■ EXERCISE GOAL: Filter the listing below, copying every line in which the word "ApplicationSubmission" appears.

■ TASK INPUTS:
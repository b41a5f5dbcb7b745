use chrono::{DateTime, Utc};
use serde::{Deserialize, Serialize};

use crate::accounts::domain::{Education, Experience};
use crate::error::ServiceError;

/// Lifecycle of an application. `Applied` is the only state that accepts a decision.
#[derive(Debug, Clone, Copy, PartialEq, Eq, Hash, Serialize, Deserialize)]
pub enum ApplicationStatus {
    Applied,
    Approved,
    Rejected,
}

impl ApplicationStatus {
    pub fn label(&self) -> &'static str {
        match self {
            ApplicationStatus::Applied => "Applied",
            ApplicationStatus::Approved => "Approved",
            ApplicationStatus::Rejected => "Rejected",
        }
    }

    pub fn parse(value: &str) -> Option<Self> {
        match value {
            "Applied" => Some(Self::Applied),
            "Approved" => Some(Self::Approved),
            "Rejected" => Some(Self::Rejected),
            _ => None,
        }
    }

    pub fn is_decided(&self) -> bool {
        !matches!(self, ApplicationStatus::Applied)
    }
}

/// Employer verdict on an application.
#[derive(Debug, Clone, Copy, PartialEq, Eq, Serialize, Deserialize)]
pub enum Decision {
    Approved,
    Rejected,
}

impl Decision {
    /// Exact match only; anything else is a validation failure at the edge.
    pub fn parse(value: &str) -> Option<Self> {
        match value {
            "Approved" => Some(Self::Approved),
            "Rejected" => Some(Self::Rejected),
            _ => None,
        }
    }

    pub fn status(&self) -> ApplicationStatus {
        match self {
            Decision::Approved => ApplicationStatus::Approved,
            Decision::Rejected => ApplicationStatus::Rejected,
        }
    }

    pub fn label(&self) -> &'static str {
        self.status().label()
    }
}

#[derive(Debug, Clone, PartialEq, Serialize, Deserialize)]
pub struct Application {
    pub id: i64,
    pub job_seeker_id: i64,
    pub job_listing_id: i64,
    #[serde(rename = "application_status")]
    pub status: ApplicationStatus,
    pub applied_date: DateTime<Utc>,
    pub cover_letter: String,
}

#[derive(Debug, Clone, PartialEq, Eq, Serialize, Deserialize)]
pub struct ApplicationSubmission {
    pub job_seeker_id: i64,
    pub job_listing_id: i64,
    #[serde(default)]
    pub cover_letter: String,
}

impl ApplicationSubmission {
    pub fn validate(&self) -> Result<(), ServiceError> {
        if self.job_seeker_id <= 0 || self.job_listing_id <= 0 {
            return Err(ServiceError::validation(
                "Invalid job seeker ID or job listing ID",
            ));
        }
        Ok(())
    }
}

/// Application joined with the listing it targets, as shown to the job seeker.
#[derive(Debug, Clone, PartialEq, Serialize)]
pub struct ApplicationSummary {
    #[serde(flatten)]
    pub application: Application,
    pub job_title: String,
    pub location: String,
    pub min_salary: f64,
    pub max_salary: f64,
    pub company_name: String,
}

/// Application joined with the applicant's contact data and profile, as shown to employers.
#[derive(Debug, Clone, PartialEq, Serialize)]
pub struct ApplicantView {
    pub application_id: i64,
    pub job_seeker_id: i64,
    pub application_status: ApplicationStatus,
    pub first_name: String,
    pub last_name: String,
    pub email: String,
    pub phone_number: String,
    pub resume: Option<String>,
    pub applied_date: DateTime<Utc>,
    pub cover_letter: String,
    pub education: Vec<Education>,
    pub experience: Vec<Experience>,
    pub skills: Vec<String>,
}

/// Which of a seeker's applications a read model covers.
#[derive(Debug, Clone, Copy, PartialEq, Eq)]
pub enum ApplicationScope {
    All,
    Pending,
    Decided,
}

#[derive(Debug, Clone, Copy, Default, PartialEq, Eq, Hash, Serialize, Deserialize)]
pub enum InterviewStatus {
    #[default]
    Scheduled,
    Completed,
    Cancelled,
}

impl InterviewStatus {
    pub fn label(&self) -> &'static str {
        match self {
            InterviewStatus::Scheduled => "Scheduled",
            InterviewStatus::Completed => "Completed",
            InterviewStatus::Cancelled => "Cancelled",
        }
    }

    pub fn parse(value: &str) -> Option<Self> {
        match value {
            "Scheduled" => Some(Self::Scheduled),
            "Completed" => Some(Self::Completed),
            "Cancelled" => Some(Self::Cancelled),
            _ => None,
        }
    }
}

#[derive(Debug, Clone, PartialEq, Eq, Serialize, Deserialize)]
pub struct Interview {
    pub id: i64,
    pub application_id: i64,
    pub scheduled_date: DateTime<Utc>,
    pub interview_mode: String,
    pub status: InterviewStatus,
    pub interviewer_name: String,
    pub interview_link: String,
}

#[derive(Debug, Clone, PartialEq, Eq, Serialize, Deserialize)]
pub struct InterviewRequest {
    pub application_id: i64,
    pub scheduled_date: DateTime<Utc>,
    pub interview_mode: String,
    pub interviewer_name: String,
    #[serde(default)]
    pub interview_link: String,
}

impl InterviewRequest {
    pub fn validate(&self) -> Result<(), ServiceError> {
        if self.application_id <= 0 {
            return Err(ServiceError::validation("Invalid application ID"));
        }
        validate_interview_fields(&self.interview_mode, &self.interviewer_name)
    }
}

#[derive(Debug, Clone, PartialEq, Eq, Serialize, Deserialize)]
pub struct InterviewUpdate {
    pub id: i64,
    pub scheduled_date: DateTime<Utc>,
    pub interview_mode: String,
    pub interviewer_name: String,
    #[serde(default)]
    pub interview_link: String,
    /// Left unchanged when absent.
    #[serde(default)]
    pub status: Option<InterviewStatus>,
}

impl InterviewUpdate {
    pub fn validate(&self) -> Result<(), ServiceError> {
        if self.id <= 0 {
            return Err(ServiceError::validation("Invalid interview ID"));
        }
        validate_interview_fields(&self.interview_mode, &self.interviewer_name)
    }
}

fn validate_interview_fields(mode: &str, interviewer: &str) -> Result<(), ServiceError> {
    if mode.trim().is_empty() || interviewer.trim().is_empty() {
        return Err(ServiceError::validation(
            "interview_mode and interviewer_name are required",
        ));
    }
    Ok(())
}

/// Interview joined with the listing and company, as shown to the job seeker.
#[derive(Debug, Clone, PartialEq, Eq, Serialize)]
pub struct SeekerInterview {
    #[serde(flatten)]
    pub interview: Interview,
    pub job_listing_id: i64,
    pub job_title: String,
    pub company_name: String,
}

■ ANSWER:
pub struct ApplicationSubmission {
impl ApplicationSubmission {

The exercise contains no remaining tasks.